Generative AI by iStock: Designing, Launching, and Dissolving the Wacom Anomaly during the Getty Images-Nvidia Launch
The platform has new features. Inpainting lets users mask an area of an image and then fill it in with a person or object from a text prompt. Out painting enlarges a photo and fills new regions.
Grant Farhall, Getty’s chief product officer, tells The Verge that Generative AI by iStock targets small and medium businesses that need to find stock photos.
Users can get more precise photos even if they can’t use a camera, because of it. He used the example of someone looking for photos to illustrate climate change: they can prompt Generative AI by iStock to create a picture of penguins walking through a city street; instead of hiring a photographer and finding a flock of penguins, the AI can make that for them.
Getty Images and Nvidia are deepening their AI partnership with the launch of Generative AI by iStock, a text-to-image platform specifically designed to make stock photos.
Wacom deleted the images without explanation, fueling speculation that an industry-standard brand for artists was using tools widely criticized for replacing them. And it wasn’t the only AI controversy this weekend. Wizards of the Coast (WotC), the publisher behind Magic: The Gathering and Dungeons & Dragons, also issued an apology on Sunday for using an ad with AI-generated elements. The controversies have escalated mistrust around an already complicated question: how can creatives, and the companies that work with them, navigate a flood of images that are easy to create and hard to conclusively detect?
It is not possible to be perfect in a fast-evolving space, especially with generative AI becoming standard in tools. Our aim is always to support human made art and artists.

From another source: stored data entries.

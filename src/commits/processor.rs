//! Commit ingestion.
//!
//! Merge commits and commits whose every identity is a bot are skipped.
//! Deletions carry no attribution; renames fold the old file into the new
//! one; every other change is credited to all human authors of the commit
//! at the author date. Reviewers from the `Reviewed-by` trailer are credited
//! for each file the commit touches when review tracking is on.

use std::collections::BTreeSet;

use chrono::NaiveDate;

use super::compact::{CompactCommit, CompactEntry, EntryKind};
use super::trailers::{co_authors, reviewers};
use super::{ChangeType, CommitInfo};
use crate::context::ComputationContext;
use crate::error::{BusFactorError, Result};
use crate::identity::{UserId, UserInfo};
use crate::ledger::{FileId, decay_weight};
use crate::util::to_local_date;

fn human_authors(ctx: &ComputationContext, commit: &CommitInfo) -> Vec<UserInfo> {
    let mut seen = BTreeSet::new();
    co_authors(&commit.message)
        .into_iter()
        .chain(std::iter::once(commit.author.clone()))
        .filter(|user| !ctx.bots.is_bot_user(user))
        .filter(|user| seen.insert(user.email.to_lowercase()))
        .collect()
}

/// Apply one commit to the ledger.
///
/// Returns `Ok(None)` for skipped commits and the compact summary of the
/// applied changes otherwise. Fails with `NotReady` when no anchor is set.
pub fn process_commit(
    ctx: &mut ComputationContext,
    commit: &CommitInfo,
) -> Result<Option<CompactCommit>> {
    let anchor = ctx.anchor().ok_or(BusFactorError::NotReady)?;

    if commit.is_merge() {
        log::debug!("skipping merge commit {}", commit_label(commit));
        return Ok(None);
    }

    let authors = human_authors(ctx, commit);
    if authors.is_empty() {
        log::debug!("skipping bot-only commit {}", commit_label(commit));
        return Ok(None);
    }

    let date = to_local_date(commit.author_timestamp)?;
    // reject out-of-window dates before touching any state
    decay_weight(date, anchor)?;
    ctx.mark_started();

    let user_ids: BTreeSet<UserId> = authors
        .iter()
        .map(|user| ctx.identities.resolve(&user.name, &user.email))
        .collect();
    let reviewer_ids: BTreeSet<UserId> = if ctx.config.use_reviewers {
        reviewers(&commit.message)
            .iter()
            .map(|name| ctx.identities.resolve_reviewer_name(name))
            .collect()
    } else {
        BTreeSet::new()
    };

    let mut changes = CompactEntry::new(user_ids.clone(), EntryKind::Commit);
    let mut reviews = CompactEntry::new(reviewer_ids.clone(), EntryKind::Review);

    for entry in &commit.diff_entries {
        let file = match entry.change_type {
            ChangeType::Delete => continue,
            ChangeType::Rename => {
                let (old_id, new_id) = ctx.paths.track_move(&entry.old_path, &entry.new_path);
                if old_id != new_id {
                    log::debug!(
                        "rename {} -> {} merges file {old_id} into {new_id}",
                        entry.old_path,
                        entry.new_path
                    );
                    ctx.ledger.merge_rename(old_id, new_id);
                }
                new_id
            }
            ChangeType::Add | ChangeType::Modify | ChangeType::Copy => {
                let file = ctx.paths.add(entry.path());
                for &user in &user_ids {
                    ctx.ledger.record_change(file, user, date, anchor)?;
                }
                changes.touch(file);
                file
            }
        };

        for &reviewer in &reviewer_ids {
            ctx.ledger.record_review(file, reviewer, date, anchor)?;
        }
        if !reviewer_ids.is_empty() {
            reviews.touch(file);
        }
    }

    let entries = [changes, reviews]
        .into_iter()
        .filter(|entry| !entry.is_empty())
        .collect();
    Ok(Some(CompactCommit { date, entries }))
}

/// Re-apply a compact summary. File ids recorded before a rename are
/// mapped to their surviving ids; unknown user ids abort the replay
/// before anything is recorded.
pub fn replay(ctx: &mut ComputationContext, commit: &CompactCommit) -> Result<()> {
    let anchor = ctx.anchor().ok_or(BusFactorError::NotReady)?;
    decay_weight(commit.date, anchor)?;

    for entry in &commit.entries {
        if let Some(&unknown) = entry
            .user_ids
            .iter()
            .find(|&&id| !ctx.identities.contains(id))
        {
            return Err(BusFactorError::UnknownUser(unknown));
        }
    }
    ctx.mark_started();

    for entry in &commit.entries {
        for (&compact_id, &count) in &entry.files {
            let file = ctx.paths.get_real_id(compact_id);
            for &user in &entry.user_ids {
                for _ in 0..count {
                    record(ctx, entry.kind, file, user, commit.date, anchor)?;
                }
            }
        }
    }
    Ok(())
}

fn record(
    ctx: &mut ComputationContext,
    kind: EntryKind,
    file: FileId,
    user: UserId,
    date: NaiveDate,
    anchor: NaiveDate,
) -> Result<f64> {
    match kind {
        EntryKind::Commit => ctx.ledger.record_change(file, user, date, anchor),
        EntryKind::Review => ctx.ledger.record_review(file, user, date, anchor),
    }
}

fn commit_label(commit: &CommitInfo) -> &str {
    commit.hash.as_deref().unwrap_or("<unknown>")
}

#[cfg(test)]
#[path = "processor_test.rs"]
mod tests;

But even creatives who don’t expect to stop generative AI’s development want something more substantive from companies than “trust me bro,” especially when those companies rely on their patronage. Artists value honesty and accountability over stonewalling and evasiveness about whether AI tools are being used.
The situation has made people more cautious about judging projects due to the lack of proof of how their content was made. The options are not perfect.
anti-ai pressure campaigns are a force in the creative world despite the differences. It’s not going anywhere, butrativeai has turned into a PR nightmare for many companies.